SEC Morning Five: 01.12.12 Edition
Posted by Brian Joyce on January 12th, 2012
- ESPNU will debut the latest in the SEC “Storied” documentary series on February 11 with 40 Minutes of Hell. The film goes behind the scenes on former Arkansas coach Nolan Richardson‘s success with the Razorbacks in the early 1990s. The “40 minutes of hell” fast paced and pressing style that Richardson employed in the SEC won him the National Championship in 1994. Richardson’s separation from the university was anything but amicable as he slapped Arkansas with a wrongful termination lawsuit. The Razorbacks hired Richardson’s protege, Mike Anderson, as head coach helping to bring the former coach closer to fans, players, and the University of Arkansas. Not to mention, the hire also brought back a style of play that is modeled after Richardson’s championship winning system.
- Senior forward Lance Goulbourne has found his role on Vanderbilt’s roster, and he is making his impact felt on the defensive end. Goulbourne has limited the role of several prominent big men in recent games, holding Marquette’s Jae Crowder to 30.8% shooting and Auburn’s Kenny Gabriel (just to name a couple) to just 2 points on 1-7 shooting. “He’s done an unbelievable job about three games in a row where the team’s best player was the four man,” Vanderbilt guard Brad Tinsley said. “He’s really figured out how to take what the coaches tell him and put that out on the court.” With the return of center Festus Ezeli and solid defense from Jeffery Taylor, Goulbourne’s defense is an added plus for a team known more for its offense. The Commodores’ commitment to the defensive end has their defense ranked ahead of their offense in latest Pomeroy efficiency rankings.
- Kentucky coach John Calipari has a theory for why his Wildcats haven’t been effective on the road in the last couple of years. He says the SEC is not an easy league to compete in, and declares that the league could have as many as five teams competing in the Sweet Sixteen. “This league, with the top five teams that we have, that are all NCAA Tournament teams, and really,” said Calipari. “I’ll make a prediction, other than us, of those five, I would say four of those, without us, will be Sweet 16 teams. How about that?” It’s not that far-fetched of a prediction. Vanderbilt and Florida have the talent to compete with anybody in the nation, and Alabama and Mississippi State have both proven its legitimacy within the top 25 teams in the country. And of course, Kentucky, which Calipari didn’t put as a Sweet 16 team, will be competing well into March and most likely early April.
- Billy Donovan wasn’t happy with Florida’s defense in its loss against Tennessee, but the Gators played with much more intensity in their win Tuesday night over the Georgia Bulldogs.

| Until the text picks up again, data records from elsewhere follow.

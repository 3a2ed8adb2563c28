//! Tests for checkbox membership and multi-select bindings

use campus::*;
use pretty_assertions::assert_eq;
use serde_json::json;

fn grade(level: i64) -> Value {
    Value::from(json!({
        "id": level,
        "name": format!("Grade {level}"),
        "streams": [{"id": 1, "name": "East"}, {"id": 2, "name": "West"}]
    }))
}

// ═══════════════════════════════════════════════════════════════════════
// Pure functions
// ═══════════════════════════════════════════════════════════════════════

#[test]
fn test_deep_equal_copies_are_checked() {
    let stored = grade(3);
    // Rebuilt from scratch with a different key order
    let refetched = Value::map([
        (
            "streams",
            Value::list(vec![
                Value::map([("name", Value::from("East")), ("id", Value::Int(1))]),
                Value::map([("name", Value::from("West")), ("id", Value::Int(2))]),
            ]),
        ),
        ("name", Value::from("Grade 3")),
        ("id", Value::Float(3.0)),
    ]);

    assert!(is_checked(Some(&[stored][..]), &refetched));
}

#[test]
fn test_nested_difference_is_not_checked() {
    let changed = grade(3).with_entry("streams", Value::list(vec![]));
    assert!(!is_checked(Some(&[grade(3)][..]), &changed));
}

#[test]
fn test_on_then_off_leaves_no_copies() {
    let list = vec![grade(1), grade(2), grade(2)];
    let on = toggle(true, Some(list.as_slice()), &grade(2));
    let off = toggle(false, Some(on.as_slice()), &grade(2));

    assert!(!is_checked(Some(off.as_slice()), &grade(2)));
    assert_eq!(off, vec![grade(1)]);
}

#[test]
fn test_on_on_off_removes_both_copies() {
    let c = grade(4);
    let once = toggle(true, None, &c);
    let twice = toggle(true, Some(once.as_slice()), &c);
    assert_eq!(twice.len(), 2);

    let off = toggle(false, Some(twice.as_slice()), &c);
    assert!(off.iter().all(|v| v != &c));
    assert!(off.is_empty());
}

#[test]
fn test_order_of_other_entries_is_kept() {
    let list = vec![grade(1), grade(2), grade(3)];
    let off = toggle(false, Some(list.as_slice()), &grade(2));
    assert_eq!(off, vec![grade(1), grade(3)]);
}

// ═══════════════════════════════════════════════════════════════════════
// Bindings against a form
// ═══════════════════════════════════════════════════════════════════════

#[test]
fn test_binding_reads_loaded_value() {
    let form = FormStore::new().with_field("grades", vec![grade(1)]);
    let binding = MembershipBinding::new("grades", grade(1));

    assert!(binding.is_checked(&form));
    assert!(!MembershipBinding::new("grades", grade(2)).is_checked(&form));
    assert!(!MembershipBinding::new("streams", grade(1)).is_checked(&form));
}

#[test]
fn test_every_toggle_validates_and_dirties() {
    let mut form = FormStore::new().with_field("grades", vec![grade(1)]);
    let binding = MembershipBinding::new("grades", grade(2));

    binding.toggle(&mut form, true);
    assert!(form.is_dirty("grades"));
    assert_eq!(form.validation_count("grades"), 1);

    binding.toggle(&mut form, false);
    assert_eq!(form.validation_count("grades"), 2);
    assert_eq!(form.field("grades"), Some(&[grade(1)][..]));
}

#[test]
fn test_binding_through_trait_object() {
    let mut form = FormStore::new();
    let state: &mut dyn FormState = &mut form;
    let binding = MembershipBinding::new("grades", grade(5));

    binding.toggle(state, true);
    assert!(binding.is_checked(&*state));
    assert_eq!(form.dirty_fields(), vec!["grades"]);
}

#[test]
fn test_select_matches_refetched_options() {
    let mut form = FormStore::new().with_field("grades", vec![grade(2)]);
    let select = ObjectSelect::new(
        "grades",
        (1..=3)
            .map(|level| SelectOption::new(format!("Grade {level}"), grade(level)))
            .collect(),
    );

    assert_eq!(select.selected_indices(&form), vec![1]);
    assert_eq!(select.labels(&form), vec!["Grade 2"]);

    select.select(&mut form, [0, 2]);
    assert_eq!(form.field("grades"), Some(&[grade(1), grade(3)][..]));
    assert!(form.is_dirty("grades"));
}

With all eyes on the defensive end, Florida held the Dogs to just 36.4 percent shooting on the night. Donovan was satisfied this time around. “I thought we defended them very, very well,” Donovan said. “We held them to 48 points. I think if you hold any team to 48 points you’ve done a pretty good job defensively.” The Gators, however, continued to neglect Patric Young in the post, as Young attempted just five shots on the night. If Florida can continue to hold opponents to 48 points, the lack of a post game may be a moot point.
- Mississippi State’s big man Renardo Sidney didn’t start on Saturday for the Bulldogs because of a coach’s decision. “I wanted to save him some foul trouble,” head coach Rick Stansbury said. “He had two fouls early in all those games.” The strategy wasn’t very effective as Sidney still committed three fouls in the first half. The fast paced action perpetuated by Arkansas’ full court pressure limited Sidney’s effectiveness. He scored just six points and four rebounds in 22 minutes of play. His replacement in the starting lineup, Wendell Lewis had similar issues. Lewis was limited to two points in 14 minutes of action.